Items listed in a dataset:
<<<<

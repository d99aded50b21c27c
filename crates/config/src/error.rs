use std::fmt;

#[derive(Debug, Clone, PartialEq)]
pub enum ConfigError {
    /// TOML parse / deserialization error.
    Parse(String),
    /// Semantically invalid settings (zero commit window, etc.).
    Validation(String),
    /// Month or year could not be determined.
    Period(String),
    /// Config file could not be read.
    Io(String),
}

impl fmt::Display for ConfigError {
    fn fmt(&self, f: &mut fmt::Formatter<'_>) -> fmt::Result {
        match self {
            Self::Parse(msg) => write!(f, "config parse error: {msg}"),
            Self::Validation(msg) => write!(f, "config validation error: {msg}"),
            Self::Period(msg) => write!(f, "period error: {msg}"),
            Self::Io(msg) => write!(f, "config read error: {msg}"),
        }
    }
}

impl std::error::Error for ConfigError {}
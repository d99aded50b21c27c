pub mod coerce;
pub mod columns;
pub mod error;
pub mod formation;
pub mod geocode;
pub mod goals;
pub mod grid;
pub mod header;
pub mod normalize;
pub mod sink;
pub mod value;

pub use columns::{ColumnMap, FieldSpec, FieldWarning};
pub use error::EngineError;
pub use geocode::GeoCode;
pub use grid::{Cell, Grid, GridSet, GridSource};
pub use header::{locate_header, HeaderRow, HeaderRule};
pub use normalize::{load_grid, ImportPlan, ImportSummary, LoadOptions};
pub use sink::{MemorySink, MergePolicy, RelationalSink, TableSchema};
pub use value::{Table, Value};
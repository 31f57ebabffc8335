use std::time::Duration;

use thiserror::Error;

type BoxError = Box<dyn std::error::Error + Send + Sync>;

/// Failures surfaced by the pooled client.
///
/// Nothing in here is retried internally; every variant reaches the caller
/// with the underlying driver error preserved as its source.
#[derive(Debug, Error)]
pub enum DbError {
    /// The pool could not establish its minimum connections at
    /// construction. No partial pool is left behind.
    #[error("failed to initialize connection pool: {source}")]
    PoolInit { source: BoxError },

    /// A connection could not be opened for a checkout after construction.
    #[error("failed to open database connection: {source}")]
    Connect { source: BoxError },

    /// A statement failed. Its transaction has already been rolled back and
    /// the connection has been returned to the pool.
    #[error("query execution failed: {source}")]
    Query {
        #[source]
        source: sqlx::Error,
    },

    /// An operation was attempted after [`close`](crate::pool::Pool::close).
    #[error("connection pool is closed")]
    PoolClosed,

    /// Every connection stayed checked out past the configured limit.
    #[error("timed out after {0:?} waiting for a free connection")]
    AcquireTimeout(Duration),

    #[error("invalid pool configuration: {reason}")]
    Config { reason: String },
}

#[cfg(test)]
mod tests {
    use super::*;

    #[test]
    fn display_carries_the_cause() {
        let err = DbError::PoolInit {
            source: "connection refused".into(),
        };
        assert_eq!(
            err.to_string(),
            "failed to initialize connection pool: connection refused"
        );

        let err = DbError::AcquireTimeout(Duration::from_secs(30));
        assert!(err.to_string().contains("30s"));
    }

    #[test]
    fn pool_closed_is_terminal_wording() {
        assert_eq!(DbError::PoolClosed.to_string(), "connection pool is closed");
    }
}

>>>>

**EXERCISE AIM:**
Every entry needs to be retyped exactly.

**EXPECTED OUTPUT:**
repository d99aded50b21c27c
filename crates/config/src/error.rs
use std::fmt;

#[derive(Debug, Clone, PartialEq)]
pub enum ConfigError {
    /// TOML parse / deserialization error.
    Parse(String),
    /// Semantically invalid settings (zero commit window, etc.).
    Validation(String),
    /// Month or year could not be determined.
    Period(String),
    /// Config file could not be read.
    Io(String),
}

impl fmt::Display for ConfigError {
    fn fmt(&self, f: &mut fmt::Formatter<'_>) -> fmt::Result {
        match self {
            Self::Parse(msg) => write!(f, "config parse error: {msg}"),
            Self::Validation(msg) => write!(f, "config validation error: {msg}"),
            Self::Period(msg) => write!(f, "period error: {msg}"),
            Self::Io(msg) => write!(f, "config read error: {msg}"),
        }
    }
}

impl std::error::Error for ConfigError {}
repository d99aded50b21c27c
pub mod coerce;
pub mod columns;
pub mod error;
pub mod formation;
pub mod geocode;
pub mod goals;
pub mod grid;
pub mod header;
pub mod normalize;
pub mod sink;
pub mod value;

pub use columns::{ColumnMap, FieldSpec, FieldWarning};
pub use error::EngineError;
pub use geocode::GeoCode;
pub use grid::{Cell, Grid, GridSet, GridSource};
pub use header::{locate_header, HeaderRow, HeaderRule};
pub use normalize::{load_grid, ImportPlan, ImportSummary, LoadOptions};
pub use sink::{MemorySink, MergePolicy, RelationalSink, TableSchema};
pub use value::{Table, Value};
repository 31f57ebabffc8335
use std::time::Duration;

use thiserror::Error;

type BoxError = Box<dyn std::error::Error + Send + Sync>;

/// Failures surfaced by the pooled client.
///
/// Nothing in here is retried internally; every variant reaches the caller
/// with the underlying driver error preserved as its source.
#[derive(Debug, Error)]
pub enum DbError {
    /// The pool could not establish its minimum connections at
    /// construction. No partial pool is left behind.
    #[error("failed to initialize connection pool: {source}")]
    PoolInit { source: BoxError },

    /// A connection could not be opened for a checkout after construction.
    #[error("failed to open database connection: {source}")]
    Connect { source: BoxError },

    /// A statement failed. Its transaction has already been rolled back and
    /// the connection has been returned to the pool.
    #[error("query execution failed: {source}")]
    Query {
        #[source]
        source: sqlx::Error,
    },

    /// An operation was attempted after [`close`](crate::pool::Pool::close).
    #[error("connection pool is closed")]
    PoolClosed,

    /// Every connection stayed checked out past the configured limit.
    #[error("timed out after {0:?} waiting for a free connection")]
    AcquireTimeout(Duration),

    #[error("invalid pool configuration: {reason}")]
    Config { reason: String },
}

#[cfg(test)]
mod tests {
    use super::*;

    #[test]
    fn display_carries_the_cause() {
        let err = DbError::PoolInit {
            source: "connection refused".into(),
        };
        assert_eq!(
            err.to_string(),
            "failed to initialize connection pool: connection refused"
        );

        let err = DbError::AcquireTimeout(Duration::from_secs(30));
        assert!(err.to_string().contains("30s"));
    }

    #[test]
    fn pool_closed_is_terminal_wording() {
        assert_eq!(DbError::PoolClosed.to_string(), "connection pool is closed");
    }
}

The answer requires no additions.